Had a meeting with my boss. She was very empathetic and supportive, which made me feel confident and valued.

I enjoyed some banter with a colleague in a meeting, but felt constrained and frustrated at needless bureaucracy and process.

My friend is going through some tough times right now. I chatted to her, and felt sad for her situation, but confident that the tough times will be brief and good times are ahead for her.

And this afternoon, someone tried to close my laptop in a meeting. This made me quite angry.

Finally, I felt despair at the weakness of some individuals in the workplace.

That is all.

Who needs forums when you’ve got a popular blog?

Matt Cutts asks a question about CSS as a post in his blog, and gets 50 comments in response, in the space of 18 hours. Impressive.
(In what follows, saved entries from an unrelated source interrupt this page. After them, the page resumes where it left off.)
use scheduler_types::JobId;
use thiserror::Error;

#[derive(Debug, Error)]
pub enum SchedulerError {
    #[error(transparent)]
    Store(#[from] persistence::StoreError),

    #[error(transparent)]
    Bus(#[from] message_bus::BusError),

    #[error("serialization error: {0}")]
    Serde(#[from] serde_json::Error),

    #[error("job {0} has no current stage to dispatch")]
    NoCurrentStage(JobId),
}
//! Wires the scheduler's three RPCs and its two log-intake queues to a
//! [`Scheduler`]. Each is a long-running task; `spawn_all` fires them all
//! and returns immediately.

use std::sync::Arc;

use message_bus::{ack, nack_requeue, BusConnection, ManualAckConsumer};
use rpc::RpcServer;
use scheduler_core::Scheduler;
use scheduler_types::messages::{FocusJobRequest, SystemConfigRequest, UpdateJobRequest};
use scheduler_types::{queues, JobLogEntry, SystemLogEntry};
use tracing::warn;

pub async fn spawn_all(scheduler: Arc<Scheduler>, bus: BusConnection) -> anyhow::Result<()> {
    spawn_system_config_server(scheduler.clone(), &bus).await?;
    spawn_focus_job_server(scheduler.clone(), &bus).await?;
    spawn_update_job_server(scheduler.clone(), &bus).await?;
    spawn_job_log_consumer(scheduler.clone(), &bus).await?;
    spawn_system_log_consumer(scheduler, &bus).await?;
    Ok(())
}

async fn spawn_system_config_server(scheduler: Arc<Scheduler>, bus: &BusConnection) -> anyhow::Result<()> {
    let server = RpcServer::new(bus, queues::SYSTEM_CONFIG_QUEUE).await?;
    tokio::spawn(async move {
        server
            .serve(move |request: SystemConfigRequest| {
                let scheduler = scheduler.clone();
                async move { Ok(scheduler.get_system_config(&request)) }
            })
            .await;
    });
    Ok(())
}

async fn spawn_focus_job_server(scheduler: Arc<Scheduler>, bus: &BusConnection) -> anyhow::Result<()> {
    let server = RpcServer::new(bus, queues::FOCUS_JOB_QUEUE).await?;
    tokio::spawn(async move {
        server
            .serve(move |request: FocusJobRequest| {
                let scheduler = scheduler.clone();
                async move { scheduler.focus_job(&request).await.map_err(anyhow::Error::from) }
            })
            .await;
    });
    Ok(())
}

async fn spawn_update_job_server(scheduler: Arc<Scheduler>, bus: &BusConnection) -> anyhow::Result<()> {
    let server = RpcServer::new(bus, queues::UPDATE_JOB_QUEUE).await?;
    tokio::spawn(async move {
        server
            .serve(move |request: UpdateJobRequest| {
                let scheduler = scheduler.clone();
                async move { scheduler.update_job(&request).await.map_err(anyhow::Error::from) }
            })
            .await;
    });
    Ok(())
}

async fn spawn_job_log_consumer(scheduler: Arc<Scheduler>, bus: &BusConnection) -> anyhow::Result<()> {
    let channel = bus.channel().await?;
    let mut consumer = ManualAckConsumer::new(channel, queues::INSERT_JOB_LOG_QUEUE, 1).await?;
    tokio::spawn(async move {
        while let Some(delivery) = consumer.next().await {
            let Ok(delivery) = delivery else { break };
            match serde_json::from_slice::<JobLogEntry>(&delivery.data) {
                Ok(entry) => {
                    if let Err(err) = scheduler.insert_job_log(&entry).await {
                        warn!(%err, "failed to persist job log entry");
                        let _ = nack_requeue(&delivery).await;
                        continue;
                    }
                    let _ = ack(&delivery).await;
                }
                Err(err) => {
                    warn!(%err, "dropping malformed job log entry");
                    let _ = ack(&delivery).await;
                }
            }
        }
    });
    Ok(())
}

async fn spawn_system_log_consumer(scheduler: Arc<Scheduler>, bus: &BusConnection) -> anyhow::Result<()> {
    let channel = bus.channel().await?;
    let mut consumer = ManualAckConsumer::new(channel, queues::INSERT_SYSTEM_LOG_QUEUE, 1).await?;
    tokio::spawn(async move {
        while let Some(delivery) = consumer.next().await {
            let Ok(delivery) = delivery else { break };
            match serde_json::from_slice::<SystemLogEntry>(&delivery.data) {
                Ok(entry) => {
                    if let Err(err) = scheduler.insert_system_log(&entry).await {
                        warn!(%err, "failed to persist system log entry");
                        let _ = nack_requeue(&delivery).await;
                        continue;
                    }
                    let _ = ack(&delivery).await;
                }
                Err(err) => {
                    warn!(%err, "dropping malformed system log entry");
                    let _ = ack(&delivery).await;
                }
            }
        }
    });
    Ok(())
}
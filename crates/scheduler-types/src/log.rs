//! Append-only job and system log records.

use chrono::{DateTime, Utc};
use serde::{Deserialize, Serialize};

use crate::job_id::JobId;

#[derive(Debug, Clone, Serialize, Deserialize)]
pub struct JobLogEntry {
    pub time_stamp: DateTime<Utc>,
    pub job_id: JobId,
    pub worker_type: String,
    pub worker_hostname: String,
    pub content: serde_json::Value,
}

#[derive(Debug, Clone, Serialize, Deserialize)]
pub struct SystemLogEntry {
    pub time_stamp: DateTime<Utc>,
    pub job_id: Option<JobId>,
    pub worker_type: String,
    pub worker_hostname: String,
    pub content: serde_json::Value,
}
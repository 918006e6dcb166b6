//! The claim/run/deliver loop: consume a job id off this worker type's
//! stage queue, claim it, run the handler, report back.

use std::sync::{Arc, Mutex};

use chrono::Utc;
use message_bus::{ack, nack_requeue, BusConnection, ManualAckConsumer};
use rpc::RpcClient;
use scheduler_types::messages::{FocusJobRequest, FocusOutcome, SystemConfigRequest, UpdateJobRequest};
use scheduler_types::{queues, JobId, SystemLogEntry, TaskOutcome};
use task_harness::{Harness, TaskHandler};
use tokio_util::sync::CancellationToken;
use tracing::{debug, info, warn};

use crate::commands::{abort_queue_name, spawn_command_listener, yield_queue_name, CurrentTask, CurrentTaskSlot};
use crate::error::RuntimeError;

type FocusClient = RpcClient<FocusJobRequest, scheduler_types::messages::FocusJobResponse>;
type UpdateClient = RpcClient<UpdateJobRequest, scheduler_types::messages::UpdateJobResponse>;
type SystemConfigClient = RpcClient<SystemConfigRequest, scheduler_types::messages::SystemConfigResponse>;

pub struct WorkerRuntime {
    worker_type: String,
    hostname: String,
    bus: BusConnection,
    harness: Harness,
    handler: Arc<dyn TaskHandler>,
    system_config_client: SystemConfigClient,
    focus_client: FocusClient,
    update_client: UpdateClient,
    current: CurrentTaskSlot,
}

impl WorkerRuntime {
    pub async fn new(
        bus: BusConnection,
        worker_type: impl Into<String>,
        hostname: impl Into<String>,
        harness: Harness,
        handler: Arc<dyn TaskHandler>,
    ) -> Result<Self, RuntimeError> {
        let system_config_client = RpcClient::new(&bus, queues::SYSTEM_CONFIG_QUEUE).await?;
        let focus_client = RpcClient::new(&bus, queues::FOCUS_JOB_QUEUE).await?;
        let update_client = RpcClient::new(&bus, queues::UPDATE_JOB_QUEUE).await?;
        Ok(Self {
            worker_type: worker_type.into(),
            hostname: hostname.into(),
            bus,
            harness,
            handler,
            system_config_client,
            focus_client,
            update_client,
            current: Arc::new(Mutex::new(None)),
        })
    }

    /// Runs until `shutdown` fires. A fired shutdown stops new jobs from
    /// being claimed and cancels whatever task is currently running via a
    /// graceful yield, same as a remote `yield_job` command.
    pub async fn serve(self, shutdown: CancellationToken) -> Result<(), RuntimeError> {
        spawn_command_listener(
            self.bus.clone(),
            abort_queue_name(&self.hostname),
            self.current.clone(),
            |task: &CurrentTask| &task.abort_token,
        );
        spawn_command_listener(
            self.bus.clone(),
            yield_queue_name(&self.hostname),
            self.current.clone(),
            |task: &CurrentTask| &task.yield_token,
        );

        let channel = self.bus.channel().await?;
        let queue_name = queues::stage_queue(&self.worker_type);
        let mut consumer = ManualAckConsumer::new(channel, &queue_name, 1).await?;

        loop {
            tokio::select! {
                _ = shutdown.cancelled() => {
                    info!(worker_type = %self.worker_type, "shutdown requested, no longer accepting new jobs");
                    break;
                }
                delivery = consumer.next() => {
                    match delivery {
                        Some(Ok(delivery)) => self.handle_delivery(delivery, &shutdown).await,
                        Some(Err(err)) => {
                            warn!(%err, "stage queue consumer error, stopping");
                            break;
                        }
                        None => break,
                    }
                }
            }
        }

        self.report_going_offline().await;
        if let Err(err) = self.bus.close().await {
            warn!(%err, "failed to close broker connection cleanly during shutdown");
        }
        Ok(())
    }

    async fn report_going_offline(&self) {
        let entry = SystemLogEntry {
            time_stamp: Utc::now(),
            job_id: None,
            worker_type: self.worker_type.clone(),
            worker_hostname: self.hostname.clone(),
            content: serde_json::json!({ "event": "going_offline" }),
        };
        let result: Result<(), RuntimeError> = async {
            let channel = self.bus.channel().await?;
            message_bus::declare_durable_queue(&channel, queues::INSERT_SYSTEM_LOG_QUEUE).await?;
            let payload = serde_json::to_vec(&entry).map_err(rpc::RpcError::from)?;
            message_bus::publish(
                &channel,
                queues::INSERT_SYSTEM_LOG_QUEUE,
                &payload,
                message_bus::PublishOptions::default(),
            )
            .await?;
            Ok(())
        }
        .await;
        if let Err(err) = result {
            warn!(%err, worker_type = %self.worker_type, "failed to report going-offline system log");
        }
    }

    async fn handle_delivery(&self, delivery: message_bus::Delivery, shutdown: &CancellationToken) {
        if shutdown.is_cancelled() {
            debug!("shutting down, rejecting stage dispatch for redelivery to a surviving worker");
            let _ = nack_requeue(&delivery).await;
            return;
        }

        let job_id: JobId = match serde_json::from_slice(&delivery.data) {
            Ok(job_id) => job_id,
            Err(err) => {
                warn!(%err, "dropping malformed stage dispatch payload");
                let _ = ack(&delivery).await;
                return;
            }
        };

        let worker_config = match self
            .system_config_client
            .call(&SystemConfigRequest {
                worker_type: self.worker_type.clone(),
            })
            .await
        {
            Ok(response) => response.worker_config,
            Err(err) => {
                warn!(%err, %job_id, "get_system_config call failed");
                let _ = nack_requeue(&delivery).await;
                return;
            }
        };

        let focus_response = match self
            .focus_client
            .call(&FocusJobRequest {
                job_id,
                hostname: self.hostname.clone(),
            })
            .await
        {
            Ok(response) => response,
            Err(err) => {
                warn!(%err, %job_id, "focus_job call failed");
                let _ = nack_requeue(&delivery).await;
                return;
            }
        };
        if focus_response.outcome == FocusOutcome::Rejected {
            debug!(%job_id, "job already claimed or no longer claimable, skipping");
            let _ = ack(&delivery).await;
            return;
        }

        let context = focus_response.context;
        let stage_index = context.digest.current_worker;
        let Some(stage) = context.current_stage() else {
            warn!(%job_id, stage_index, "claimed job has no stage at its current index");
            let _ = ack(&delivery).await;
            return;
        };
        let argument = stage.worker_argument.clone();
        let worker_type = stage.worker_type.clone();

        let abort_token = CancellationToken::new();
        let yield_token = shutdown.child_token();
        *self.current.lock().unwrap() = Some(CurrentTask {
            job_id,
            abort_token: abort_token.clone(),
            yield_token: yield_token.clone(),
        });

        let task_future = self.harness.run(
            job_id,
            stage_index,
            &worker_type,
            &self.hostname,
            argument,
            worker_config,
            self.handler.as_ref(),
        );

        let outcome = race_task_against_cancellation(task_future, &abort_token, &yield_token).await;

        *self.current.lock().unwrap() = None;

        let deliverable = outcome.into_deliverable();
        let update_request = UpdateJobRequest {
            hostname: self.hostname.clone(),
            worker_type,
            stage_index,
            job_id,
            deliverable,
        };
        if let Err(err) = self.update_client.call(&update_request).await {
            warn!(%err, %job_id, "failed to deliver update_job; job will appear stuck until the next reconciliation");
        }

        // Acked last, per the claim/run/deliver contract: a crash any time
        // before this point leaves the message unacked, so the broker
        // redelivers it to a surviving worker instead of losing the job.
        if let Err(err) = ack(&delivery).await {
            warn!(%err, %job_id, "failed to ack stage dispatch");
        }
    }
}

/// Races the task future against the two cooperative cancellation signals
/// the runtime recognizes. Whichever resolves first decides the outcome;
/// dropping the losing branches drops the task future, which tears down
/// its `TaskContext` (and scratch directory) on the spot.
async fn race_task_against_cancellation(
    task_future: impl std::future::Future<Output = Result<TaskOutcome, task_harness::HarnessError>>,
    abort_token: &CancellationToken,
    yield_token: &CancellationToken,
) -> TaskOutcome {
    tokio::select! {
        result = task_future => result.unwrap_or_else(|err| TaskOutcome::UnexpectedFailure {
            type_name: "HarnessError".to_string(),
            backtrace: err.to_string(),
        }),
        _ = abort_token.cancelled() => TaskOutcome::AbortedByOperator,
        _ = yield_token.cancelled() => TaskOutcome::YieldedForShutdown,
    }
}

#[cfg(test)]
mod tests {
    use super::*;
    use std::future::pending;

    #[tokio::test]
    async fn task_completing_first_wins() {
        let abort_token = CancellationToken::new();
        let yield_token = CancellationToken::new();
        let outcome = race_task_against_cancellation(
            async { Ok(TaskOutcome::Ok(serde_json::json!({ "ok": true }))) },
            &abort_token,
            &yield_token,
        )
        .await;
        assert!(matches!(outcome, TaskOutcome::Ok(_)));
    }

    #[tokio::test]
    async fn remote_abort_preempts_a_task_that_never_finishes() {
        let abort_token = CancellationToken::new();
        let yield_token = CancellationToken::new();
        abort_token.cancel();
        let outcome =
            race_task_against_cancellation(pending::<Result<TaskOutcome, task_harness::HarnessError>>(), &abort_token, &yield_token)
                .await;
        assert!(matches!(outcome, TaskOutcome::AbortedByOperator));
    }

    #[tokio::test]
    async fn graceful_yield_preempts_a_task_that_never_finishes() {
        let abort_token = CancellationToken::new();
        let yield_token = CancellationToken::new();
        yield_token.cancel();
        let outcome =
            race_task_against_cancellation(pending::<Result<TaskOutcome, task_harness::HarnessError>>(), &abort_token, &yield_token)
                .await;
        assert!(matches!(outcome, TaskOutcome::YieldedForShutdown));
    }

    #[tokio::test]
    async fn a_crashed_task_never_acks_so_the_broker_can_redeliver() {
        // `handle_delivery` only acks after `update_job` returns (see the
        // comment at its tail). A task future that never resolves — the
        // same shape a process crash mid-task leaves behind — means this
        // function never reaches that ack, so the delivery stays
        // unacknowledged and the broker redelivers it once this worker's
        // channel drops.
        let abort_token = CancellationToken::new();
        let yield_token = CancellationToken::new();
        let result = tokio::time::timeout(
            std::time::Duration::from_millis(50),
            race_task_against_cancellation(
                pending::<Result<TaskOutcome, task_harness::HarnessError>>(),
                &abort_token,
                &yield_token,
            ),
        )
        .await;
        assert!(result.is_err(), "expected the race to still be pending, like an unacked delivery");
    }
}
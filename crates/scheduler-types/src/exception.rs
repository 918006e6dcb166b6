//! The deliverable: the stage result a worker hands back via `update_job`,
//! and the exception taxonomy that shapes it.
//!
//! Codes are dotted strings `<namespace>.<Name>` (e.g. `kworker.AbortedException`,
//! `kbuilder.ChecksumMismatch`), matching the source's module-qualified
//! exception names so operators can grep logs across both systems.

use serde::{Deserialize, Serialize};

/// A well-known worker-exception code. `Aborted` and `Yielded` drive core
/// state transitions; any other runtime fault is `General`.
#[derive(Debug, Clone, Copy, PartialEq, Eq, Serialize, Deserialize)]
#[serde(rename_all = "snake_case")]
pub enum WorkerExceptionCode {
    Aborted,
    Yielded,
    General,
}

impl WorkerExceptionCode {
    pub fn dotted(&self) -> &'static str {
        match self {
            Self::Aborted => "kworker.AbortedException",
            Self::Yielded => "kworker.YieldedException",
            Self::General => "kworker.GeneralException",
        }
    }
}

/// A runtime-level failure attributable to the worker or its environment.
#[derive(Debug, Clone, Serialize, Deserialize)]
pub struct WorkerException {
    pub code: WorkerExceptionCode,
    /// The original Rust type name, recorded for `General` faults.
    #[serde(skip_serializing_if = "Option::is_none")]
    pub type_name: Option<String>,
    #[serde(skip_serializing_if = "Option::is_none")]
    pub backtrace: Option<String>,
}

impl WorkerException {
    pub fn aborted() -> Self {
        Self {
            code: WorkerExceptionCode::Aborted,
            type_name: None,
            backtrace: None,
        }
    }

    pub fn yielded() -> Self {
        Self {
            code: WorkerExceptionCode::Yielded,
            type_name: None,
            backtrace: None,
        }
    }

    pub fn general(type_name: impl Into<String>, backtrace: impl Into<String>) -> Self {
        Self {
            code: WorkerExceptionCode::General,
            type_name: Some(type_name.into()),
            backtrace: Some(backtrace.into()),
        }
    }
}

/// An expected, per-stage failure attributable to the job's inputs.
#[derive(Debug, Clone, Serialize, Deserialize)]
pub struct JobException {
    /// Dotted code, e.g. `kbuilder.ChecksumMismatch`.
    pub code: String,
    #[serde(skip_serializing_if = "Option::is_none")]
    pub backtrace: Option<String>,
    #[serde(default, skip_serializing_if = "Option::is_none")]
    pub content: Option<serde_json::Value>,
}

/// The stage result blob (plus optional exception structures) a worker hands
/// back to the scheduler via `update_job`.
#[derive(Debug, Clone, Default, Serialize, Deserialize)]
pub struct Deliverable {
    #[serde(default, skip_serializing_if = "Option::is_none")]
    pub result: Option<serde_json::Value>,
    #[serde(default, skip_serializing_if = "Option::is_none")]
    pub job_exception: Option<JobException>,
    #[serde(default, skip_serializing_if = "Option::is_none")]
    pub worker_exception: Option<WorkerException>,
}

impl Deliverable {
    pub fn ok(result: serde_json::Value) -> Self {
        Self {
            result: Some(result),
            job_exception: None,
            worker_exception: None,
        }
    }

    pub fn job_failed(exception: JobException) -> Self {
        Self {
            result: None,
            job_exception: Some(exception),
            worker_exception: None,
        }
    }

    pub fn worker_failed(exception: WorkerException) -> Self {
        Self {
            result: None,
            job_exception: None,
            worker_exception: Some(exception),
        }
    }

    pub fn is_yield(&self) -> bool {
        matches!(
            &self.worker_exception,
            Some(WorkerException {
                code: WorkerExceptionCode::Yielded,
                ..
            })
        )
    }

    pub fn is_failure(&self) -> bool {
        self.job_exception.is_some() || self.worker_exception.is_some()
    }
}

/// The tagged outcome of running a single task, produced by the worker
/// runtime's exception-to-result mapper (see `worker-runtime`).
///
/// This is the Rust-native replacement for the source's thrown-and-caught
/// control flow: cancellation and domain failure are both ordinary values.
#[derive(Debug, Clone)]
pub enum TaskOutcome {
    Ok(serde_json::Value),
    JobFailure {
        code: String,
        content: Option<serde_json::Value>,
    },
    AbortedByOperator,
    YieldedForShutdown,
    UnexpectedFailure {
        type_name: String,
        backtrace: String,
    },
}

impl TaskOutcome {
    /// Fold into the deliverable shape the scheduler's `update_job` expects.
    pub fn into_deliverable(self) -> Deliverable {
        match self {
            TaskOutcome::Ok(value) => Deliverable::ok(value),
            TaskOutcome::JobFailure { code, content } => Deliverable::job_failed(JobException {
                code,
                backtrace: None,
                content,
            }),
            TaskOutcome::AbortedByOperator => Deliverable::worker_failed(WorkerException::aborted()),
            TaskOutcome::YieldedForShutdown => Deliverable::worker_failed(WorkerException::yielded()),
            TaskOutcome::UnexpectedFailure {
                type_name,
                backtrace,
            } => Deliverable::worker_failed(WorkerException::general(type_name, backtrace)),
        }
    }
}

#[cfg(test)]
mod tests {
    use super::*;

    #[test]
    fn yield_deliverable_is_detected() {
        let deliverable = TaskOutcome::YieldedForShutdown.into_deliverable();
        assert!(deliverable.is_yield());
        assert!(deliverable.is_failure());
    }

    #[test]
    fn clean_deliverable_is_not_a_failure() {
        let deliverable = TaskOutcome::Ok(serde_json::json!({"ok": true})).into_deliverable();
        assert!(!deliverable.is_failure());
        assert!(!deliverable.is_yield());
    }

    #[test]
    fn job_failure_carries_code_and_content() {
        let deliverable = TaskOutcome::JobFailure {
            code: "kbuilder.ChecksumMismatch".to_string(),
            content: Some(serde_json::json!({"expected": "abc"})),
        }
        .into_deliverable();
        let job_exception = deliverable.job_exception.expect("job exception");
        assert_eq!(job_exception.code, "kbuilder.ChecksumMismatch");
        assert!(deliverable.worker_exception.is_none());
    }

    #[test]
    fn aborted_exception_code_is_dotted() {
        assert_eq!(
            WorkerExceptionCode::Aborted.dotted(),
            "kworker.AbortedException"
        );
    }
}
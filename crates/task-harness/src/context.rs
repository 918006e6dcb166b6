//! The context a worker-type implementation runs against: its scratch
//! directory, its stage argument, and the two ways it reaches the rest of
//! the system (log fan-in, resource submission).

use std::path::Path;

use chrono::Utc;
use message_bus::{publish, BusConnection, PublishOptions};
use object_storage::ObjectStorage;
use scheduler_types::{queues, JobId, JobLogEntry};
use std::sync::Arc;
use tempfile::TempDir;
use tracing::warn;

use crate::error::HarnessError;

/// A resource a stage submitted: its deterministic key and the opaque URI
/// the storage collaborator resolved it to. `submit_resource` returns
/// `None` instead for zero-byte content — there is nothing to resolve.
#[derive(Debug, Clone, PartialEq, Eq, serde::Serialize, serde::Deserialize)]
pub struct ResourceHandle {
    pub key: String,
    pub storage_uri: String,
}

pub struct TaskContext {
    pub job_id: JobId,
    pub stage_index: u32,
    pub worker_type: String,
    pub hostname: String,
    pub argument: serde_json::Value,
    /// This worker type's slice of system configuration, fetched fresh via
    /// `get_system_config` before the job was claimed.
    pub worker_config: serde_json::Value,
    pub(crate) scratch_dir: TempDir,
    pub(crate) bus: BusConnection,
    pub(crate) storage: Arc<dyn ObjectStorage>,
}

impl TaskContext {
    /// The per-task scratch directory. Removed when this context drops,
    /// whether `on_task` returns normally or its enclosing future is
    /// cancelled.
    pub fn scratch_path(&self) -> &Path {
        self.scratch_dir.path()
    }

    /// Fan a log line in to the scheduler's job log. Fire-and-forget: a
    /// failed publish is logged locally and otherwise ignored, since log
    /// delivery is not allowed to fail the task it describes.
    pub async fn report_log(&self, content: serde_json::Value) {
        let entry = JobLogEntry {
            time_stamp: Utc::now(),
            job_id: self.job_id,
            worker_type: self.worker_type.clone(),
            worker_hostname: self.hostname.clone(),
            content,
        };
        if let Err(err) = self.publish_log(&entry).await {
            warn!(%err, job_id = %self.job_id, "failed to publish job log entry");
        }
    }

    async fn publish_log(&self, entry: &JobLogEntry) -> Result<(), HarnessError> {
        let channel = self.bus.channel().await?;
        message_bus::declare_durable_queue(&channel, queues::INSERT_JOB_LOG_QUEUE).await?;
        let payload = serde_json::to_vec(entry)?;
        publish(&channel, queues::INSERT_JOB_LOG_QUEUE, &payload, PublishOptions::default()).await?;
        Ok(())
    }

    /// Upload a scratch-dir artifact under this stage's deterministic key
    /// prefix, returning the handle the next stage (or an operator) can
    /// resolve through the same storage collaborator. Zero-byte content is
    /// not uploaded and returns `None`.
    pub async fn submit_resource(
        &self,
        local_name: &str,
        content: &[u8],
    ) -> Result<Option<ResourceHandle>, HarnessError> {
        if content.is_empty() {
            return Ok(None);
        }
        let key = format!(
            "jobs/{job_id}/{stage_index}_{worker_type}/{local_name}",
            job_id = self.job_id,
            stage_index = self.stage_index,
            worker_type = self.worker_type,
        );
        let storage_uri = self.storage.upload(&key, content).await?;
        Ok(Some(ResourceHandle { key, storage_uri }))
    }
}
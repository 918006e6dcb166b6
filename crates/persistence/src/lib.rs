//! The embedded SQLite store backing the scheduler: job digests, stages,
//! tags, and the append-only log tables, plus the conditional `UPDATE`s
//! that arbitrate claims and result delivery.

pub mod error;
pub mod store;

pub use error::StoreError;
pub use store::{AbortOutcome, DigestSort, DispatchNext, FocusOutcome, Store, UpdateOutcome};
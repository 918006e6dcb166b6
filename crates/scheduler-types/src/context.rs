//! The read-only denormalized view handed to a worker at claim time.

use std::collections::HashMap;

use serde::{Deserialize, Serialize};

use crate::digest::JobDigest;
use crate::stage::JobStage;

#[derive(Debug, Clone, Serialize, Deserialize)]
pub struct JobContext {
    pub digest: JobDigest,
    pub stages: Vec<JobStage>,
    pub tags: HashMap<String, String>,
}

impl JobContext {
    /// The stage the digest currently points at, if still in range.
    ///
    /// Always `Some` for non-terminal jobs per the contiguity invariant; for
    /// `Finished` jobs this returns the last stage that actually ran.
    pub fn current_stage(&self) -> Option<&JobStage> {
        self.stages.get(self.digest.current_worker as usize)
    }
}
I don’t think my blog is sufficiently popular for me to do away with forums just yet…

Dr. Aynsley-Green

It was interesting for me to see Dr. Al Aynsley-Green on the BBC news recently, talking in his capacity as Children’s Commissioner about the failure of the education system on autistic children. Dr. Aynsley-Green treated me at Newcastle’s Royal Victoria Hospital as a child; maybe he should have focused on my mild Asperger’s symptoms a little over 20 years ago. Mild??, I hear you cry.

Short loop across the river

I strained my left calf muscle slightly while running in my new trainers a couple of weeks ago. I think it was down to lack of stretching beforehand, as opposed to the nu shooz. Anyway, my first time back on the road was up in Telford in driving rain on Thursday morning while on a business trip. I followed this with runs on Friday morning and this morning; I’m definitely a morning runner.

On Friday, I did the 6.32km Round Battersea Park run seen here in 28 minutes. I did the 7.28km Short loop across the river run this morning in 33 minutes. I don’t take any technology with me (iPod, heart-rate monitor, watch etc.), so rely on the start and end times according to our analogue clock in the living room; not overly accurate, but it does the job.

I’m aiming to go out three times a week for the next three weeks until the Nike 10km run on 8 October, doing the 9.82km 10km loop across the river run once a week, which I’m currently taking around 47 minutes to complete. (Not sure why, but my maps are not working showing on Firefox; they’re working in IE though. Frustrating!)

If you’ve not yet sponsored me, you can do so from here, all proceeds going to the NSPCC.

The new M&S TV advert

It’s fantastic. It’s completely fresh, one of the models (Noémie Lenoir) is stunning, and the music (my wife reliably informs me that it is Sailor’s 1975 hit, A Glass of Champagne) is inspired. Not sure which agency created it, but I approve.

As an aside, music has become a far more significant element of TV advertising in the last two years.